Growth of tumour cell lines in polymer capsules: ultrastructure of encapsulated PC12 cells.

Recent studies indicate that polymer-encapsulated PC12 cells release sufficient amounts of dopamine to significantly alter behavioural paradigms in animals with unilateral lesions of dopaminergic midbrain neurons. Because cell fine structure provides a useful measure for assessment of storage function, exocytosis, metabolism, cell activity and cell viability, we examined the ultrastructure of PC12 cells grown in semi-permeable polymer capsules maintained in vitro or implanted into the forebrain of rats or guinea pigs. Encapsulated PC12 cells remained viable and continued to divide for the entire evaluation period of six months. Overall morphologies of encapsulated PC12 cells were similar in both environments and they resembled PC12 cells grown in monolayer cultures. In short-term cultures, encapsulated PC12 cells typically contained abundant quantities of chromaffin cell-like granules. The encapsulated cells had initially abundant microvilli on their surfaces which decline in frequency over time.
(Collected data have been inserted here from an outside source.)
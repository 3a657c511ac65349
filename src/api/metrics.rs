//! Prometheus metrics endpoint.

use axum::{
    extract::State,
    http::{header, StatusCode},
    response::IntoResponse,
};

use crate::metrics::{self, ConnectionMetrics};
use crate::server::AppState;

/// GET /metrics - Prometheus metrics endpoint
pub async fn prometheus_metrics(State(state): State<AppState>) -> impl IntoResponse {
    ConnectionMetrics::update_from_stats(&state.registry.stats());

    match metrics::encode_metrics() {
        Ok(output) => (
            StatusCode::OK,
            [(header::CONTENT_TYPE, "text/plain; version=0.0.4; charset=utf-8")],
            output,
        ),
        Err(e) => {
            tracing::error!(error = %e, "Failed to encode Prometheus metrics");
            (
                StatusCode::INTERNAL_SERVER_ERROR,
                [(header::CONTENT_TYPE, "text/plain")],
                format!("Failed to encode metrics: {}", e),
            )
        }
    }
}
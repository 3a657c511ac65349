//! Ephemeral last-known cursor per (board, user)

use std::collections::HashMap;

use dashmap::mapref::entry::Entry;
use dashmap::DashMap;
use serde_json::Value;

use super::BoardId;

/// Last cursor payload per user, grouped by board.
///
/// Writes are last-write-wins per user. The registry is responsible for only
/// writing cursors of users that are connected to the board and for clearing
/// them on disconnect.
#[derive(Debug, Default)]
pub struct CursorStore {
    boards: DashMap<BoardId, HashMap<String, Value>>,
}

impl CursorStore {
    pub fn new() -> Self {
        Self::default()
    }

    /// Upsert the user's cursor on a board
    pub fn update(&self, board_id: BoardId, user_id: &str, payload: Value) {
        self.boards
            .entry(board_id)
            .or_default()
            .insert(user_id.to_string(), payload);
    }

    /// All known cursors on a board
    pub fn get(&self, board_id: BoardId) -> HashMap<String, Value> {
        self.boards
            .get(&board_id)
            .map(|cursors| cursors.clone())
            .unwrap_or_default()
    }

    /// Forget one user's cursor on a board
    pub fn clear(&self, board_id: BoardId, user_id: &str) {
        if let Entry::Occupied(mut entry) = self.boards.entry(board_id) {
            entry.get_mut().remove(user_id);
            if entry.get().is_empty() {
                entry.remove();
            }
        }
    }

    /// Forget every cursor on a board
    pub fn clear_board(&self, board_id: BoardId) {
        self.boards.remove(&board_id);
    }

    pub fn contains_board(&self, board_id: BoardId) -> bool {
        self.boards.contains_key(&board_id)
    }

    /// Number of boards with at least one cursor
    pub fn board_count(&self) -> usize {
        self.boards.len()
    }
}

#[cfg(test)]
mod tests {
    use super::*;
    use serde_json::json;

    #[test]
    fn test_get_returns_latest_per_user() {
        let store = CursorStore::new();
        store.update(1, "U1", json!({"x": 1, "y": 1}));
        store.update(1, "U2", json!({"x": 5, "y": 5}));
        store.update(1, "U1", json!({"x": 10, "y": 20}));

        let cursors = store.get(1);
        assert_eq!(cursors.len(), 2);
        assert_eq!(cursors["U1"], json!({"x": 10, "y": 20}));
        assert_eq!(cursors["U2"], json!({"x": 5, "y": 5}));
    }

    #[test]
    fn test_boards_are_independent() {
        let store = CursorStore::new();
        store.update(1, "U1", json!({"x": 1}));
        store.update(2, "U1", json!({"x": 2}));

        assert_eq!(store.get(1)["U1"], json!({"x": 1}));
        assert_eq!(store.get(2)["U1"], json!({"x": 2}));
        assert!(store.get(3).is_empty());
    }

    #[test]
    fn test_clear_drops_empty_board() {
        let store = CursorStore::new();
        store.update(1, "U1", json!({"x": 1}));
        store.update(1, "U2", json!({"x": 2}));

        store.clear(1, "U1");
        assert!(store.contains_board(1));
        assert!(!store.get(1).contains_key("U1"));

        store.clear(1, "U2");
        assert!(!store.contains_board(1));

        // Clearing unknown entries is a no-op
        store.clear(1, "U2");
        store.clear(42, "nobody");
        assert_eq!(store.board_count(), 0);
    }

    #[test]
    fn test_clear_board() {
        let store = CursorStore::new();
        store.update(1, "U1", json!({}));
        store.update(1, "U2", json!({}));
        store.clear_board(1);
        assert!(store.get(1).is_empty());
        assert_eq!(store.board_count(), 0);
    }

    #[tokio::test(flavor = "multi_thread", worker_threads = 4)]
    async fn test_concurrent_updates_from_distinct_users() {
        let store = std::sync::Arc::new(CursorStore::new());
        let mut tasks = Vec::new();

        for user in 0..8 {
            let store = store.clone();
            tasks.push(tokio::spawn(async move {
                let user_id = format!("user-{}", user);
                for step in 0..100 {
                    store.update(1, &user_id, json!({"x": step}));
                }
            }));
        }
        for task in tasks {
            task.await.unwrap();
        }

        let cursors = store.get(1);
        assert_eq!(cursors.len(), 8);
        for (_, cursor) in cursors {
            assert_eq!(cursor, json!({"x": 99}));
        }
    }
}
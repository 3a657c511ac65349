use config::{Config, ConfigError, Environment, File};
use serde::Deserialize;
use std::env;
use std::time::Duration;

#[derive(Debug, Clone, Deserialize)]
pub struct Settings {
    #[serde(default)]
    pub server: ServerConfig,
    pub jwt: JwtConfig,
    #[serde(default)]
    pub api: ApiConfig,
    #[serde(default)]
    pub websocket: WebSocketConfig,
    #[serde(default)]
    pub logging: LoggingConfig,
}

#[derive(Debug, Clone, Deserialize)]
pub struct WebSocketConfig {
    /// Maximum live connections watching a single board
    #[serde(default = "default_max_connections_per_board")]
    pub max_connections_per_board: usize,
    /// Maximum live connections a single user may hold across all boards
    #[serde(default = "default_max_connections_per_user")]
    pub max_connections_per_user: usize,
    /// A send that does not complete within this window evicts the connection
    #[serde(default = "default_send_timeout_ms")]
    pub send_timeout_ms: u64,
    /// Outbound queue depth per connection
    #[serde(default = "default_channel_buffer_size")]
    pub channel_buffer_size: usize,
    /// Heartbeat interval in seconds (server sends ping)
    #[serde(default = "default_heartbeat_interval")]
    pub heartbeat_interval: u64,
    /// Connection timeout in seconds (evict if no inbound activity)
    #[serde(default = "default_connection_timeout")]
    pub connection_timeout: u64,
    /// Cleanup task interval in seconds
    #[serde(default = "default_cleanup_interval")]
    pub cleanup_interval: u64,
}

impl WebSocketConfig {
    pub fn send_timeout(&self) -> Duration {
        Duration::from_millis(self.send_timeout_ms)
    }
}

fn default_max_connections_per_board() -> usize {
    50
}

fn default_max_connections_per_user() -> usize {
    5
}

fn default_send_timeout_ms() -> u64 {
    5000
}

fn default_channel_buffer_size() -> usize {
    32
}

fn default_heartbeat_interval() -> u64 {
    30 // 30 seconds
}

fn default_connection_timeout() -> u64 {
    120 // 2 minutes
}

fn default_cleanup_interval() -> u64 {
    60 // 1 minute
}

#[derive(Debug, Clone, Deserialize)]
pub struct ServerConfig {
    #[serde(default = "default_host")]
    pub host: String,
    #[serde(default = "default_port")]
    pub port: u16,
}

#[derive(Debug, Clone, Deserialize)]
pub struct JwtConfig {
    pub secret: String,
    #[serde(default = "default_jwt_algorithm")]
    pub algorithm: String,
    pub issuer: Option<String>,
    pub audience: Option<String>,
}

#[derive(Debug, Clone, Default, Deserialize)]
pub struct ApiConfig {
    /// Shared key for internal trigger endpoints. Unset means open (development).
    pub key: Option<String>,
}

#[derive(Debug, Clone, Copy, PartialEq, Eq, Default, Deserialize)]
#[serde(rename_all = "lowercase")]
pub enum LogFormat {
    #[default]
    Pretty,
    Json,
}

#[derive(Debug, Clone, Deserialize)]
pub struct LoggingConfig {
    /// Default filter directive, `RUST_LOG` takes precedence
    #[serde(default = "default_log_level")]
    pub level: String,
    #[serde(default)]
    pub format: LogFormat,
}

fn default_host() -> String {
    "0.0.0.0".to_string()
}

fn default_port() -> u16 {
    8000
}

fn default_jwt_algorithm() -> String {
    "HS256".to_string()
}

fn default_log_level() -> String {
    "info".to_string()
}

impl Settings {
    pub fn new() -> Result<Self, ConfigError> {
        // Load .env file if exists
        let _ = dotenvy::dotenv();

        let run_mode = env::var("RUN_MODE").unwrap_or_else(|_| "development".into());

        let builder = Config::builder()
            // Start with default values
            .set_default("server.host", "0.0.0.0")?
            .set_default("server.port", 8000)?
            .set_default("websocket.max_connections_per_board", 50)?
            .set_default("websocket.max_connections_per_user", 5)?
            .set_default("websocket.send_timeout_ms", 5000)?
            .set_default("websocket.heartbeat_interval", 30)?
            .set_default("websocket.connection_timeout", 120)?
            .set_default("websocket.cleanup_interval", 60)?
            // Load config file if exists
            .add_source(File::with_name("config/default").required(false))
            .add_source(File::with_name(&format!("config/{}", run_mode)).required(false))
            // TASKBOARD_JWT__SECRET, TASKBOARD_WEBSOCKET__MAX_CONNECTIONS_PER_USER, ...
            .add_source(
                Environment::with_prefix("TASKBOARD")
                    .prefix_separator("_")
                    .separator("__")
                    .try_parsing(true),
            );

        builder.build()?.try_deserialize()
    }

    pub fn server_addr(&self) -> String {
        format!("{}:{}", self.server.host, self.server.port)
    }
}

impl Default for ServerConfig {
    fn default() -> Self {
        Self {
            host: default_host(),
            port: default_port(),
        }
    }
}

impl Default for WebSocketConfig {
    fn default() -> Self {
        Self {
            max_connections_per_board: default_max_connections_per_board(),
            max_connections_per_user: default_max_connections_per_user(),
            send_timeout_ms: default_send_timeout_ms(),
            channel_buffer_size: default_channel_buffer_size(),
            heartbeat_interval: default_heartbeat_interval(),
            connection_timeout: default_connection_timeout(),
            cleanup_interval: default_cleanup_interval(),
        }
    }
}

impl Default for LoggingConfig {
    fn default() -> Self {
        Self {
            level: default_log_level(),
            format: LogFormat::default(),
        }
    }
}
//! Inbound paths for events produced outside this process.

mod http;

pub use http::{publish_event, PublishEventResponse};
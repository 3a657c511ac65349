//! Connection statistics structures

use serde::Serialize;
use std::collections::HashMap;

use super::BoardId;

/// Connection statistics
#[derive(Debug, Clone, Serialize)]
pub struct ConnectionStats {
    pub total_connections: usize,
    pub unique_users: usize,
    pub active_boards: usize,
    /// board_id -> live connections
    pub boards: HashMap<BoardId, usize>,
}
impl Document {
    /// Parse a document from a string
    pub fn parse(text: &str) -> Result<Self> {
        let mut reader = Reader::from_str(text);
        let mut declaration = None;
        let mut prolog = Vec::new();
        let mut epilog = Vec::new();
        let mut stack: Vec<Element> = Vec::new();
        let mut root: Option<Element> = None;

        loop {
            let node = match reader.read_event()? {
                Event::Decl(decl) => {
                    declaration = Some(Declaration::from_event(&decl)?);
                    continue;
                }
                Event::Start(start) => {
                    stack.push(element_from_start(&start)?);
                    continue;
                }
                Event::Empty(start) => Node::Element(element_from_start(&start)?),
                Event::End(_) => match stack.pop() {
                    Some(element) => Node::Element(element),
                    None => return Err(FibexError::Xml("unbalanced end tag".to_string())),
                },
                Event::Text(text) => Node::Text(text.unescape()?.into_owned()),
                Event::CData(data) => Node::CData(String::from_utf8_lossy(&data.into_inner()).into_owned()),
                Event::Comment(comment) => {
                    Node::Comment(String::from_utf8_lossy(&comment.into_inner()).into_owned())
                }
                Event::PI(pi) => Node::ProcessingInstruction(String::from_utf8_lossy(&pi.into_inner()).into_owned()),
                Event::DocType(doctype) => Node::DocType(String::from_utf8_lossy(&doctype.into_inner()).into_owned()),
                Event::Eof => break,
            };

            match (stack.last_mut(), node) {
                (Some(parent), node) => parent.children.push(node),
                (None, Node::Element(element)) => {
                    if root.is_some() {
                        return Err(FibexError::Xml("more than one root element".to_string()));
                    }
                    root = Some(element);
                }
                (None, Node::Text(text)) if !text.trim().is_empty() => {
                    return Err(FibexError::Xml("text outside the root element".to_string()));
                }
                (None, node) => {
                    if root.is_some() {
                        epilog.push(node);
                    } else {
                        prolog.push(node);
                    }
                }
            }
        }

        if !stack.is_empty() {
            return Err(FibexError::Xml(format!("unclosed element <{}>", stack[stack.len() - 1].name)));
        }
        let root = root.ok_or_else(|| FibexError::Xml("document has no root element".to_string()))?;

        Ok(Self {
            declaration,
            prolog,
            root,
            epilog,
        })
    }

    /// Serialize the document as UTF-8 without added whitespace
    pub fn to_xml_string(&self) -> Result<String> {
        let mut writer = Writer::new(Vec::new());

        if let Some(decl) = &self.declaration {
            let encoding = decl.encoding.as_deref().map(|enc| {
                if enc.eq_ignore_ascii_case("utf-8") || enc.eq_ignore_ascii_case("utf8") {
                    enc
                } else {
                    log::warn!("Template declares encoding {}, output is written as UTF-8", enc);
                    "UTF-8"
                }
            });
            writer.write_event(Event::Decl(BytesDecl::new(
                &decl.version,
                encoding,
                decl.standalone.as_deref(),
            )))?;
        }
        for node in &self.prolog {
            write_node(&mut writer, node)?;
        }
        write_element(&mut writer, &self.root)?;
        for node in &self.epilog {
            write_node(&mut writer, node)?;
        }

        String::from_utf8(writer.into_inner()).map_err(|e| FibexError::Xml(e.to_string()))
    }
}
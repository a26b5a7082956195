//! Frame encoder
//!
//! Produces the FRAMES entry of a frame with one SIGNAL-INSTANCE per signal,
//! and the FRAME-TRIGGERING that schedules it on a channel.

use crate::config::DocumentOrder;
use crate::encoder::signal::{encode_signal, SignalFragments};
use crate::ids::{IdAllocator, IdCategory};
use crate::model::Frame;
use crate::schema::{self, flexray, fx, ho, text_element};
use crate::types::Result;
use crate::xml::Element;

/// Ids of a frame, allocated once before any of its fragments is built
#[derive(Debug, Clone, PartialEq, Eq)]
pub struct FrameIds {
    pub frame: String,
    pub triggering: String,
}

impl FrameIds {
    pub fn allocate(ids: &mut IdAllocator) -> Self {
        Self {
            frame: ids.allocate(IdCategory::Frame),
            triggering: ids.allocate(IdCategory::FrameTriggering),
        }
    }
}

/// Fragments generated for one frame
#[derive(Debug, Clone, PartialEq)]
pub struct FrameFragments {
    /// Entry for the FRAMES container
    pub frame: Element,
    /// Signal and coding entries, in signal order
    pub signals: Vec<SignalFragments>,
}

/// Build the FRAME-TRIGGERING of a frame
///
/// The same fragment is placed into every channel the frame is a member of.
pub fn encode_triggering(frame: &Frame, frame_ids: &FrameIds) -> Element {
    let typed = |name: &str, value: String, xsi_type: &str| {
        Element::new(name).with_attr(schema::XSI_TYPE, xsi_type).with_text(value)
    };

    Element::new(fx::FRAME_TRIGGERING)
        .with_attr(schema::ID, &frame_ids.triggering)
        .with_child(
            Element::new(fx::TIMINGS).with_child(
                Element::new(fx::ABSOLUTELY_SCHEDULED_TIMING)
                    .with_child(typed(fx::SLOT_ID, frame.slot.to_string(), flexray::SLOT_ID_TYPE))
                    .with_child(typed(fx::BASE_CYCLE, frame.base_cycle.to_string(), flexray::BASE_CYCLE_TYPE))
                    .with_child(typed(
                        fx::CYCLE_REPETITION,
                        frame.cycle_repetition.to_string(),
                        flexray::CYCLE_REPETITION_TYPE,
                    )),
            ),
        )
        .with_child(schema::ref_element(fx::FRAME_REF, &frame_ids.frame))
}

/// Build the FRAMES entry and encode every signal of the frame
pub fn encode_frame(
    frame: &Frame,
    frame_ids: &FrameIds,
    ids: &mut IdAllocator,
    order: DocumentOrder,
) -> Result<FrameFragments> {
    log::debug!(
        "Encoding frame {} ({} signals) as {}",
        frame.name,
        frame.signals.len(),
        frame_ids.frame
    );

    let mut instances = Element::new(fx::SIGNAL_INSTANCES);
    let mut signals = Vec::with_capacity(frame.signals.len());

    for signal in &frame.signals {
        let signal_id = ids.allocate(IdCategory::Signal);
        let instance = Element::new(fx::SIGNAL_INSTANCE)
            .with_attr(schema::ID, ids.allocate(IdCategory::SignalInstance))
            .with_child(text_element(fx::BIT_POSITION, signal.start_bit.to_string()))
            .with_child(text_element(fx::IS_HIGH_LOW_BYTE_ORDER, "true"))
            .with_child(schema::ref_element(fx::SIGNAL_REF, &signal_id));
        instances.place(instance, order);

        let encoded = encode_signal(signal, &signal_id, ids, order).map_err(|e| e.in_frame(&frame.name))?;
        signals.push(encoded);
    }

    let frame_node = Element::new(fx::FRAME)
        .with_attr(schema::ID, &frame_ids.frame)
        .with_child(text_element(ho::SHORT_NAME, &frame.name))
        .with_child(text_element(ho::DESC, &frame.description))
        .with_child(text_element(fx::BYTE_LENGTH, frame.byte_length.to_string()))
        .with_child(text_element(fx::FRAME_TYPE, schema::FRAME_TYPE_APPLICATION))
        .with_child(instances);

    Ok(FrameFragments {
        frame: frame_node,
        signals,
    })
}

#[cfg(test)]
mod tests {
    use super::*;
    use crate::model::{Signal, TextTable};
    use crate::types::FibexError;

    fn sample_frame() -> Frame {
        Frame::new("BCM_Status", 12)
            .with_description("body status")
            .with_byte_length(16)
            .with_timing(1, 4)
            .with_signal(Signal::new("Door", "uint8", 21, 4))
            .with_signal(Signal::new("Speed", "uint16", 24, 16))
    }

    #[test]
    fn test_frame_ids_allocated_together() {
        let mut ids = IdAllocator::new();
        let first = FrameIds::allocate(&mut ids);
        let second = FrameIds::allocate(&mut ids);
        assert_eq!(first.frame, "Frame_1");
        assert_eq!(first.triggering, "FrameTriggering_1");
        assert_eq!(second.frame, "Frame_2");
        assert_eq!(second.triggering, "FrameTriggering_2");
    }

    #[test]
    fn test_triggering_timing() {
        let mut ids = IdAllocator::new();
        let frame_ids = FrameIds::allocate(&mut ids);
        let ft = encode_triggering(&sample_frame(), &frame_ids);

        assert_eq!(ft.attr("ID"), Some("FrameTriggering_1"));
        let slot = ft.find(fx::SLOT_ID).unwrap();
        assert_eq!(slot.text(), "12");
        assert_eq!(slot.attr("xsi:type"), Some("flexray:SLOT-ID-TYPE"));
        let base = ft.find(fx::BASE_CYCLE).unwrap();
        assert_eq!(base.text(), "1");
        assert_eq!(base.attr("xsi:type"), Some("flexray:BASE-CYCLE-TYPE"));
        let rep = ft.find(fx::CYCLE_REPETITION).unwrap();
        assert_eq!(rep.text(), "4");
        assert_eq!(rep.attr("xsi:type"), Some("flexray:CYCLE-REPETITION-TYPE"));
        assert_eq!(ft.find(fx::FRAME_REF).unwrap().attr("ID-REF"), Some("Frame_1"));
    }

    #[test]
    fn test_frame_fragment() {
        let mut ids = IdAllocator::new();
        let frame_ids = FrameIds::allocate(&mut ids);
        let fragments = encode_frame(&sample_frame(), &frame_ids, &mut ids, DocumentOrder::Append).unwrap();

        let frame = &fragments.frame;
        assert_eq!(frame.attr("ID"), Some("Frame_1"));
        assert_eq!(frame.find(ho::SHORT_NAME).unwrap().text(), "BCM_Status");
        assert_eq!(frame.find(fx::BYTE_LENGTH).unwrap().text(), "16");
        assert_eq!(frame.find(fx::FRAME_TYPE).unwrap().text(), "APPLICATION");

        let instances = frame.find_all(fx::SIGNAL_INSTANCE);
        assert_eq!(instances.len(), 2);
        assert_eq!(instances[0].attr("ID"), Some("SignalInstance_1"));
        assert_eq!(instances[0].find(fx::BIT_POSITION).unwrap().text(), "21");
        assert_eq!(instances[0].find(fx::IS_HIGH_LOW_BYTE_ORDER).unwrap().text(), "true");
        assert_eq!(instances[0].find(fx::SIGNAL_REF).unwrap().attr("ID-REF"), Some("Signal_1"));
        assert_eq!(instances[1].find(fx::SIGNAL_REF).unwrap().attr("ID-REF"), Some("Signal_2"));

        assert_eq!(fragments.signals.len(), 2);
        assert_eq!(fragments.signals[1].signal.attr("ID"), Some("Signal_2"));
        assert_eq!(fragments.signals[1].coding_id, "Coding_2");
    }

    #[test]
    fn test_prepend_reverses_instances() {
        let mut ids = IdAllocator::new();
        let frame_ids = FrameIds::allocate(&mut ids);
        let fragments = encode_frame(&sample_frame(), &frame_ids, &mut ids, DocumentOrder::Prepend).unwrap();

        let refs: Vec<_> = fragments
            .frame
            .find_all(fx::SIGNAL_REF)
            .iter()
            .filter_map(|r| r.attr("ID-REF"))
            .collect();
        assert_eq!(refs, vec!["Signal_2", "Signal_1"]);
    }

    #[test]
    fn test_text_table_error_names_the_frame() {
        let frame = Frame::new("BCM_Lamp", 4).with_signal(
            Signal::new("Status", "uint8", 0, 2)
                .with_text_table(TextTable::new().with_entry(0, "OFF").with_entry(0, "DIM")),
        );
        let mut ids = IdAllocator::new();
        let frame_ids = FrameIds::allocate(&mut ids);

        match encode_frame(&frame, &frame_ids, &mut ids, DocumentOrder::Append).unwrap_err() {
            FibexError::MalformedTextTable { frame, signal, ecu, .. } => {
                assert_eq!(frame.as_deref(), Some("BCM_Lamp"));
                assert_eq!(signal, "Status");
                assert!(ecu.is_none());
            }
            other => panic!("unexpected error: {:?}", other),
        }
    }
}
//! ECU encoder
//!
//! Produces the ECUS entry of an ECU: its controller (seeded with the template
//! defaults and the startup-slot declaration) and one connector per channel
//! the ECU is attached to.

use crate::config::DocumentOrder;
use crate::encoder::frame::FrameIds;
use crate::ids::{IdAllocator, IdCategory};
use crate::model::{Channel, ChannelSet, Ecu};
use crate::schema::{self, flexray, fx, ho, text_element};
use crate::template::{ChannelIds, ControllerDefaults};
use crate::types::{FibexError, Result};
use crate::xml::Element;

/// Channel the ECU uses to wake the cluster
///
/// With both channels attached, B is the wake-up channel.
pub fn wakeup_channel(channels: ChannelSet) -> Option<Channel> {
    if channels.b {
        Some(Channel::B)
    } else if channels.a {
        Some(Channel::A)
    } else {
        None
    }
}

/// `KEY-SLOT-USAGE` listing the ECU's startup slots in frame order
pub fn key_slot_usage(ecu: &Ecu) -> Element {
    let slots = ecu.startup_slots();
    let mut usage = Element::new(flexray::KEY_SLOT_USAGE);
    if slots.is_empty() {
        usage.push(Element::new(flexray::NONE));
    }
    for slot in slots {
        usage.push(text_element(flexray::STARTUP_SYNC, slot.to_string()));
    }
    usage
}

/// Build the ECUS entry of an ECU
///
/// `frame_ids` holds the ids of `ecu.frames`, index for index; output ports
/// reference the frame triggerings through it.
pub fn encode_ecu(
    ecu: &Ecu,
    frame_ids: &[FrameIds],
    defaults: &ControllerDefaults,
    channel_ids: &ChannelIds,
    ids: &mut IdAllocator,
    order: DocumentOrder,
) -> Result<Element> {
    if frame_ids.len() != ecu.frames.len() {
        let missing = ecu.frames.get(frame_ids.len()).map_or("?", |f| f.name.as_str());
        return Err(FibexError::unresolved(
            IdCategory::FrameTriggering,
            &format!("{}/{}", ecu.name, missing),
        ));
    }

    let ecu_id = ids.allocate(IdCategory::Ecu);
    let controller_id = ids.allocate(IdCategory::Controller);
    log::debug!(
        "Encoding ECU {} as {} on channels {}",
        ecu.name,
        ecu_id,
        String::from(ecu.channels)
    );

    let mut controller = Element::new(fx::CONTROLLER)
        .with_attr(schema::ID, &controller_id)
        .with_child(text_element(ho::SHORT_NAME, &ecu.name));
    for param in defaults.params() {
        controller.push(param.clone());
    }
    controller.push(key_slot_usage(ecu));

    let wakeup = wakeup_channel(ecu.channels);
    let mut connectors = Element::new(fx::CONNECTORS);
    for channel in ecu.channels.channels() {
        let connector_id = ids.allocate(IdCategory::Connector);

        let mut outputs = Element::new(fx::OUTPUTS);
        for (frame, frame_ids) in ecu.frames.iter().zip(frame_ids) {
            if !frame.channels.contains(channel) {
                continue;
            }
            let port = Element::new(fx::OUTPUT_PORT)
                .with_attr(schema::ID, ids.allocate(IdCategory::OutputPort))
                .with_child(schema::ref_element(fx::FRAME_TRIGGERING_REF, &frame_ids.triggering));
            outputs.place(port, order);
        }

        let connector = Element::new(fx::CONNECTOR)
            .with_attr(schema::ID, connector_id)
            .with_child(schema::ref_element(fx::CHANNEL_REF, channel_ids.get(channel)))
            .with_child(schema::ref_element(fx::CONTROLLER_REF, &controller_id))
            .with_child(outputs)
            .with_child(text_element(
                flexray::WAKE_UP_CHANNEL,
                (wakeup == Some(channel)).to_string(),
            ));
        connectors.place(connector, order);
    }

    Ok(Element::new(fx::ECU)
        .with_attr(schema::ID, ecu_id)
        .with_child(text_element(ho::SHORT_NAME, &ecu.name))
        .with_child(text_element(ho::DESC, &ecu.description))
        .with_child(Element::new(fx::CONTROLLERS).with_child(controller))
        .with_child(connectors))
}
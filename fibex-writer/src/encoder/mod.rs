//! Fragment encoders
//!
//! Each encoder turns one model entity into detached XML fragments; the
//! writer decides which container they land in. Ids flow explicitly: the
//! frame ids are allocated first and handed to both the ECU encoder (output
//! ports) and the frame encoder (frame, triggering, signal instances).

pub mod ecu;
pub mod frame;
pub mod signal;

// Re-export key types for convenience
pub use ecu::{encode_ecu, key_slot_usage, wakeup_channel};
pub use frame::{encode_frame, encode_triggering, FrameFragments, FrameIds};
pub use signal::{base_data_type, encode_signal, SignalFragments};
After long-term enclosure for ten weeks or more, fewer secretory granules were detected in the cytoplasm of cells in capsules cultured in vitro and in brain-implanted capsules. Some cells in implanted capsules had long slender filipodia that were not present on PC12 cells in cultured capsules. The morphological changes of PC12 cells may correlate with altered growth conditions such as serum and oxygen concentrations, the presence or absence of growth factors in different environments, and with changes of cell interactions related to cell densities and build up of debris within the capsules over time. Since dopaminergic PC12 pheochromocytoma cells remain viable in semi-permeable polymer capsules for at least six months, such 'cell-capsules' could provide an alternative to dopamine-secreting embryonic neural grafts in dopamine replacement therapies.